[Collection entries]
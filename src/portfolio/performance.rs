//! # Portfolio Performance
//!
//! $$
//! R_{\text{total}} = \prod_t (1 + r_t) - 1,\qquad
//! R_{\text{ann}} = (1 + R_{\text{total}})^{252/T} - 1
//! $$
//!
//! Rebalancing trades and the realized track record of fixed weights.

use std::collections::BTreeMap;

use chrono::Datelike;
use chrono::NaiveDate;
use serde::Deserialize;
use serde::Serialize;
use tracing::warn;

use super::data::ReturnsMatrix;
use super::optimizer::PortfolioAllocation;
use super::optimizer::PortfolioOptimizer;
use crate::error::AnalyticsError;
use crate::error::Result;
use crate::series::PriceSeries;
use crate::stats;
use crate::stats::safe_ratio;

/// Weight changes whose magnitude strictly exceeds `threshold`.
///
/// Symbols held in `current` but absent from `target` are closed out.
pub fn rebalance(
  current: &BTreeMap<String, f64>,
  target: &BTreeMap<String, f64>,
  threshold: f64,
) -> BTreeMap<String, f64> {
  target
    .keys()
    .chain(current.keys())
    .filter_map(|symbol| {
      let diff = target.get(symbol).copied().unwrap_or(0.0) - current.get(symbol).copied().unwrap_or(0.0);
      (diff.abs() > threshold).then(|| (symbol.clone(), diff))
    })
    .collect()
}

#[derive(Clone, Copy, Debug, Default, PartialEq, Serialize, Deserialize)]
pub struct PortfolioPerformance {
  pub total_return: f64,
  pub annualized_return: f64,
  pub volatility: f64,
  pub sharpe_ratio: f64,
  /// Largest fall of the cumulative-return curve below its running peak.
  pub max_drawdown: f64,
  pub var_95: f64,
  pub best_month: f64,
  pub worst_month: f64,
  pub periods: usize,
}

/// `max(cummax(cumsum(r)) - cumsum(r))`, non-negative.
pub fn cumulative_drawdown(returns: &[f64]) -> f64 {
  let mut cum = 0.0;
  let mut peak = f64::NEG_INFINITY;
  let mut worst: f64 = 0.0;
  for r in returns {
    cum += r;
    peak = peak.max(cum);
    worst = worst.max(peak - cum);
  }
  worst
}

/// Sum of returns per calendar month, in date order.
pub fn monthly_sums(dates: &[NaiveDate], returns: &[f64]) -> Vec<f64> {
  let mut months: BTreeMap<(i32, u32), f64> = BTreeMap::new();
  for (d, r) in dates.iter().zip(returns) {
    *months.entry((d.year(), d.month())).or_insert(0.0) += r;
  }
  months.into_values().collect()
}

impl PortfolioOptimizer {
  /// Trades moving `current` to `target` using the configured threshold.
  pub fn rebalance(
    &self,
    current: &BTreeMap<String, f64>,
    target: &PortfolioAllocation,
  ) -> BTreeMap<String, f64> {
    let target: BTreeMap<String, f64> = target.weights.iter().cloned().collect();
    rebalance(current, &target, self.config().rebalance_threshold)
  }

  /// Track record of `weights` held over `[start, end]`.
  ///
  /// Weighted symbols without a series are skipped with a warning; the
  /// remaining series are joined on the dates they share.
  pub fn historical_performance(
    &self,
    weights: &[(String, f64)],
    series: &[PriceSeries],
    start: NaiveDate,
    end: NaiveDate,
  ) -> Result<PortfolioPerformance> {
    let mut held = Vec::with_capacity(weights.len());
    let mut w = Vec::with_capacity(weights.len());
    for (symbol, weight) in weights {
      match series.iter().find(|s| s.symbol() == symbol) {
        Some(s) => {
          held.push(s.between(start, end));
          w.push(*weight);
        }
        None => warn!(symbol = %symbol, "no price history for weighted symbol, skipping"),
      }
    }

    let data = ReturnsMatrix::from_series(&held)?;
    if data.n_periods() == 0 {
      return Err(AnalyticsError::InvalidData(format!(
        "no common returns between {start} and {end}"
      )));
    }

    let returns = data.portfolio_returns(&w);
    let periods = returns.len();
    let trading_days = self.trading_days();
    let total_return = returns.iter().map(|r| 1.0 + r).product::<f64>() - 1.0;
    let volatility = stats::sample_std(&returns) * trading_days.sqrt();
    let months = monthly_sums(data.dates(), &returns);

    Ok(PortfolioPerformance {
      total_return,
      annualized_return: (1.0 + total_return).powf(trading_days / periods as f64) - 1.0,
      volatility,
      sharpe_ratio: safe_ratio(
        stats::mean(&returns) * trading_days - self.risk_free_rate(),
        volatility,
      ),
      max_drawdown: cumulative_drawdown(&returns),
      var_95: stats::percentile(&returns, (1.0 - self.var_confidence()) * 100.0),
      best_month: months.iter().cloned().fold(f64::NEG_INFINITY, f64::max),
      worst_month: months.iter().cloned().fold(f64::INFINITY, f64::min),
      periods,
    })
  }
}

Exercise: All lines of the data above must be repeated exactly.

Response below:
filename src/portfolio/performance.rs
//! # Portfolio Performance
//!
//! $$
//! R_{\text{total}} = \prod_t (1 + r_t) - 1,\qquad
//! R_{\text{ann}} = (1 + R_{\text{total}})^{252/T} - 1
//! $$
//!
//! Rebalancing trades and the realized track record of fixed weights.

use std::collections::BTreeMap;

use chrono::Datelike;
use chrono::NaiveDate;
use serde::Deserialize;
use serde::Serialize;
use tracing::warn;

use super::data::ReturnsMatrix;
use super::optimizer::PortfolioAllocation;
use super::optimizer::PortfolioOptimizer;
use crate::error::AnalyticsError;
use crate::error::Result;
use crate::series::PriceSeries;
use crate::stats;
use crate::stats::safe_ratio;

/// Weight changes whose magnitude strictly exceeds `threshold`.
///
/// Symbols held in `current` but absent from `target` are closed out.
pub fn rebalance(
  current: &BTreeMap<String, f64>,
  target: &BTreeMap<String, f64>,
  threshold: f64,
) -> BTreeMap<String, f64> {
  target
    .keys()
    .chain(current.keys())
    .filter_map(|symbol| {
      let diff = target.get(symbol).copied().unwrap_or(0.0) - current.get(symbol).copied().unwrap_or(0.0);
      (diff.abs() > threshold).then(|| (symbol.clone(), diff))
    })
    .collect()
}

#[derive(Clone, Copy, Debug, Default, PartialEq, Serialize, Deserialize)]
pub struct PortfolioPerformance {
  pub total_return: f64,
  pub annualized_return: f64,
  pub volatility: f64,
  pub sharpe_ratio: f64,
  /// Largest fall of the cumulative-return curve below its running peak.
  pub max_drawdown: f64,
  pub var_95: f64,
  pub best_month: f64,
  pub worst_month: f64,
  pub periods: usize,
}

/// `max(cummax(cumsum(r)) - cumsum(r))`, non-negative.
pub fn cumulative_drawdown(returns: &[f64]) -> f64 {
  let mut cum = 0.0;
  let mut peak = f64::NEG_INFINITY;
  let mut worst: f64 = 0.0;
  for r in returns {
    cum += r;
    peak = peak.max(cum);
    worst = worst.max(peak - cum);
  }
  worst
}

/// Sum of returns per calendar month, in date order.
pub fn monthly_sums(dates: &[NaiveDate], returns: &[f64]) -> Vec<f64> {
  let mut months: BTreeMap<(i32, u32), f64> = BTreeMap::new();
  for (d, r) in dates.iter().zip(returns) {
    *months.entry((d.year(), d.month())).or_insert(0.0) += r;
  }
  months.into_values().collect()
}

impl PortfolioOptimizer {
  /// Trades moving `current` to `target` using the configured threshold.
  pub fn rebalance(
    &self,
    current: &BTreeMap<String, f64>,
    target: &PortfolioAllocation,
  ) -> BTreeMap<String, f64> {
    let target: BTreeMap<String, f64> = target.weights.iter().cloned().collect();
    rebalance(current, &target, self.config().rebalance_threshold)
  }

  /// Track record of `weights` held over `[start, end]`.
  ///
  /// Weighted symbols without a series are skipped with a warning; the
  /// remaining series are joined on the dates they share.
  pub fn historical_performance(
    &self,
    weights: &[(String, f64)],
    series: &[PriceSeries],
    start: NaiveDate,
    end: NaiveDate,
  ) -> Result<PortfolioPerformance> {
    let mut held = Vec::with_capacity(weights.len());
    let mut w = Vec::with_capacity(weights.len());
    for (symbol, weight) in weights {
      match series.iter().find(|s| s.symbol() == symbol) {
        Some(s) => {
          held.push(s.between(start, end));
          w.push(*weight);
        }
        None => warn!(symbol = %symbol, "no price history for weighted symbol, skipping"),
      }
    }

    let data = ReturnsMatrix::from_series(&held)?;
    if data.n_periods() == 0 {
      return Err(AnalyticsError::InvalidData(format!(
        "no common returns between {start} and {end}"
      )));
    }

    let returns = data.portfolio_returns(&w);
    let periods = returns.len();
    let trading_days = self.trading_days();
    let total_return = returns.iter().map(|r| 1.0 + r).product::<f64>() - 1.0;
    let volatility = stats::sample_std(&returns) * trading_days.sqrt();
    let months = monthly_sums(data.dates(), &returns);

    Ok(PortfolioPerformance {
      total_return,
      annualized_return: (1.0 + total_return).powf(trading_days / periods as f64) - 1.0,
      volatility,
      sharpe_ratio: safe_ratio(
        stats::mean(&returns) * trading_days - self.risk_free_rate(),
        volatility,
      ),
      max_drawdown: cumulative_drawdown(&returns),
      var_95: stats::percentile(&returns, (1.0 - self.var_confidence()) * 100.0),
      best_month: months.iter().cloned().fold(f64::NEG_INFINITY, f64::max),
      worst_month: months.iter().cloned().fold(f64::INFINITY, f64::min),
      periods,
    })
  }
}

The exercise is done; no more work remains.